En tiempo récord el país tiene ahora el instrumento legal que le permitirá enfrentar las con­tingencias causadas por la pan­demia del COVID-19. En tan solo 48 horas las dos cámaras del Congreso Nacional aprobaron sin modificaciones sustan­ciales el proyecto de ley preparado por el Ejecutivo que declara en estado de emer­gencia todo el territorio nacional y esta­blece medidas administrativas, fiscales y financieras para encarar los desafíos de la enfermedad. Como en pocas ocasio­nes, la clase política olvidó sus diferencias y dando signos de madurez privilegió el bien común por encima de cualquier otra inquietud.

La ley de emergencia es lo mejor que se pudo lograr en tan poco tiempo para atender la situación, a pesar de los defec­tos que tiene y que fueron objeto de crí­tica. La rapidez en la acción es uno de los principales requerimientos ante la terri­ble pandemia que se cierne sobre nuestra sociedad, que ya ha tenido que lamentar sus primeras bajas.

Con la ley en la mano, ahora el Gobierno ha comenzado la tarea de buscar el dinero que se le autoriza para financiar con rapidez las compras y las inversiones más urgentes para las necesidades sani­tarias y la atención de los requerimientos de los sectores sociales más desprotegi­dos de nuestra sociedad.

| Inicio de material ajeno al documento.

/*!
 * Error types for the loctree application.
 *
 * This module contains custom error types for different parts of the application,
 * using the thiserror crate for ergonomic error definitions.
 */

// Allow dead code - error types are for library consumers
#![allow(dead_code)]

use thiserror::Error;

/// Errors that can occur when talking to a translation backend
#[derive(Error, Debug)]
pub enum ProviderError {
    /// Error when making an API request fails
    #[error("API request failed: {0}")]
    RequestFailed(String),

    /// Error when parsing an API response fails
    #[error("Failed to parse API response: {0}")]
    ParseError(String),

    /// Error returned by the API itself
    #[error("API responded with error: {status_code} - {message}")]
    ApiError {
        /// HTTP status code
        status_code: u16,
        /// Error message from the API
        message: String,
    },

    /// Error establishing or maintaining a connection
    #[error("Connection error: {0}")]
    ConnectionError(String),

    /// The backend does not serve the requested language pair
    #[error("Unsupported language pair: {src_lang} -> {target}")]
    UnsupportedLanguagePair {
        /// Backend source language code
        src_lang: String,
        /// Backend target language code
        target: String,
    },

    /// Error with authentication
    #[error("Authentication error: {0}")]
    AuthenticationError(String),
}

/// Errors that can occur while loading or storing a catalog file
#[derive(Error, Debug)]
pub enum CatalogError {
    /// The file content is not a well-formed catalog tree
    #[error("Failed to parse catalog: {0}")]
    Parse(String),

    /// Error reading or writing catalog storage
    #[error("Catalog I/O error: {0}")]
    Io(#[from] std::io::Error),
}

/// Errors that can occur during translation
#[derive(Error, Debug)]
pub enum TranslationError {
    /// Error from the backend API
    #[error("Provider error: {0}")]
    Provider(#[from] ProviderError),

    /// Error with catalog handling
    #[error("Catalog error: {0}")]
    Catalog(#[from] CatalogError),
}

/// Main application error type that wraps all other errors
#[derive(Error, Debug)]
pub enum AppError {
    /// Error from a file operation
    #[error("File error: {0}")]
    File(String),

    /// Error from a backend
    #[error("Provider error: {0}")]
    Provider(#[from] ProviderError),

    /// Error from catalog handling
    #[error("Catalog error: {0}")]
    Catalog(#[from] CatalogError),

    /// Error from translation
    #[error("Translation error: {0}")]
    Translation(#[from] TranslationError),

    /// Any other error
    #[error("Unknown error: {0}")]
    Unknown(String),
}

// Utility functions for error conversion
impl From<anyhow::Error> for AppError {
    fn from(error: anyhow::Error) -> Self {
        Self::Unknown(error.to_string())
    }
}

impl From<std::io::Error> for AppError {
    fn from(error: std::io::Error) -> Self {
        Self::File(error.to_string())
    }
}
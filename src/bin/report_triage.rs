use std::env;
use std::fs;
use std::process;

use loctree::triage::{TestReport, TriageReport};

/// Rule-based triage for HTTP test reports
///
/// Reads a JSON test report (`{summary, results[]}`) and prints the failed
/// results sorted into actionable buckets, plus the number of additional
/// passing tests needed to reach an 80% success rate.
fn main() {
    let args: Vec<String> = env::args().collect();
    let report_path = args
        .get(1)
        .map(|arg| arg.as_str())
        .unwrap_or("test-report.json");

    let content = match fs::read_to_string(report_path) {
        Ok(content) => content,
        Err(e) => {
            eprintln!("Cannot read report file '{}': {}", report_path, e);
            process::exit(1);
        }
    };

    let report: TestReport = match serde_json::from_str(&content) {
        Ok(report) => report,
        Err(e) => {
            eprintln!("Cannot parse report file '{}': {}", report_path, e);
            process::exit(1);
        }
    };

    print!("{}", TriageReport::from_report(&report).render());
}
/*!
 * Request pacing for translation backends.
 *
 * Leaf-level backend calls are paced by a fixed minimum inter-call delay to
 * respect backend quotas. The gate is injected into each language session so
 * the tree walker stays unaware of scheduling.
 */

use std::time::Duration;
use tokio::sync::Mutex;
use tokio::time::Instant;

/// Fixed-interval gate: consecutive `pause` calls are spaced at least
/// `interval` apart. An interval of zero disables pacing.
#[derive(Debug)]
pub struct PacingGate {
    interval: Duration,
    last_call: Mutex<Option<Instant>>,
}

impl PacingGate {
    /// Create a gate with the given minimum inter-call interval
    pub fn new(interval: Duration) -> Self {
        Self {
            interval,
            last_call: Mutex::new(None),
        }
    }

    /// Create a gate from a millisecond delay value
    pub fn from_millis(delay_ms: u64) -> Self {
        Self::new(Duration::from_millis(delay_ms))
    }

    /// Wait until the interval since the previous call has elapsed
    pub async fn pause(&self) {
        if self.interval.is_zero() {
            return;
        }

        let mut last_call = self.last_call.lock().await;
        let now = Instant::now();

        if let Some(previous) = *last_call {
            let ready_at = previous + self.interval;
            if ready_at > now {
                tokio::time::sleep_until(ready_at).await;
            }
        }

        *last_call = Some(Instant::now());
    }
}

La pregunta que se impone ahora es de dónde y cómo se conseguirán los fondos para hacer frente a la situación. El minis­tro de Hacienda ha respondido que el Gobierno ya ha estado haciendo gestio­nes para ello con los organismos financie­ros internacionales, lo que hace pensar que la liquidez financiera está garanti­zada para nuestro país. Dijo que el primer paso es dotar de recursos financieros e infraestructura a Salud para salvar vidas y garantizar la salud de los paraguayos.

Destacó que, gracias a la buena política económica construida desde hace 15 años, el país no tendrá problemas para conseguir créditos. Agregó que para ello se viene conversando sobre el tema con el Banco Mundial, el Banco Interamericano de Desarrollo (BID), el Banco de Desarro­llo de América Latina (CAF) y otros refe­rentes del mercado financiero mundial. Reconoció que el desafío que ahora se tiene es cómo usar bien los recursos eco­nómicos ante la contingencia.

El Paraguay tiene que conseguir ahora los 1.600 millones de dólares que le autoriza la ley mencionada. De acuerdo con lo esta­blecido por la norma, el Gobierno podrá contratar la deuda mediante convenios de préstamos con organismos interna­cionales multilaterales, bilaterales y de ayuda oficial. También autoriza al Ejecu­tivo a emitir y colocar bonos del Tesoro en el mercado nacional e internacional. Con estos mecanismos se piensa que el país obtendrá los fondos que necesita.

Del total de la suma conseguida, 500 millones de dólares se destinarán para la salud pública, sea para compra de medi­camentos e insumos, equipos sanitarios, ampliación de hospitales, contratación de más personal médico para enfrentar la demanda creciente.

Otros 400 millones de dólares se utiliza­rán para gastos sociales, como subsidio temporal a los trabajadores más necesita­dos, ayuda alimentaria, socorro por sus­pensión de contratos laborales.

También se prevé atender las necesida­des de urgencia de las pequeñas, micro y medianas empresas. Para eso se cana­lizarán créditos especiales a través del Banco Nacional de Fomento (BNF), la Agencia Financiera de Desarrollo (AFD), el Crédito Agrícola de Habilitación (CAH) y otros organismos similares. Las mipymes podrán acceder a las líneas de crédito de forma inmediata por la emer­gencia actual en el sistema bancario, siempre que no tengan problemas finan­cieros anteriores.

El Gobierno planea ocuparse además de las necesidades del sector privado para liberarlo de cargas varias para que se pueda de ese modo mantener los empleos. El resto de los fondos se utili­zará para los gastos de funcionamiento del aparato estatal que estima un impor­tante déficit a causa del bajón previsto en las recaudaciones fiscales.

El primer paso para atender las necesida­des económicas ocasionadas por la pan­demia del coronavirus, la sanción de la Ley de Emergencia, ya se ha dado. Ahora el Gobierno a través de sus organismos especializados debe comenzar a conse­guir los recursos financieros que se nece­sitan que, según el responsable del fisco, se verá facilitado por la buena situación de la macroeconomía en los últimos tres lustros.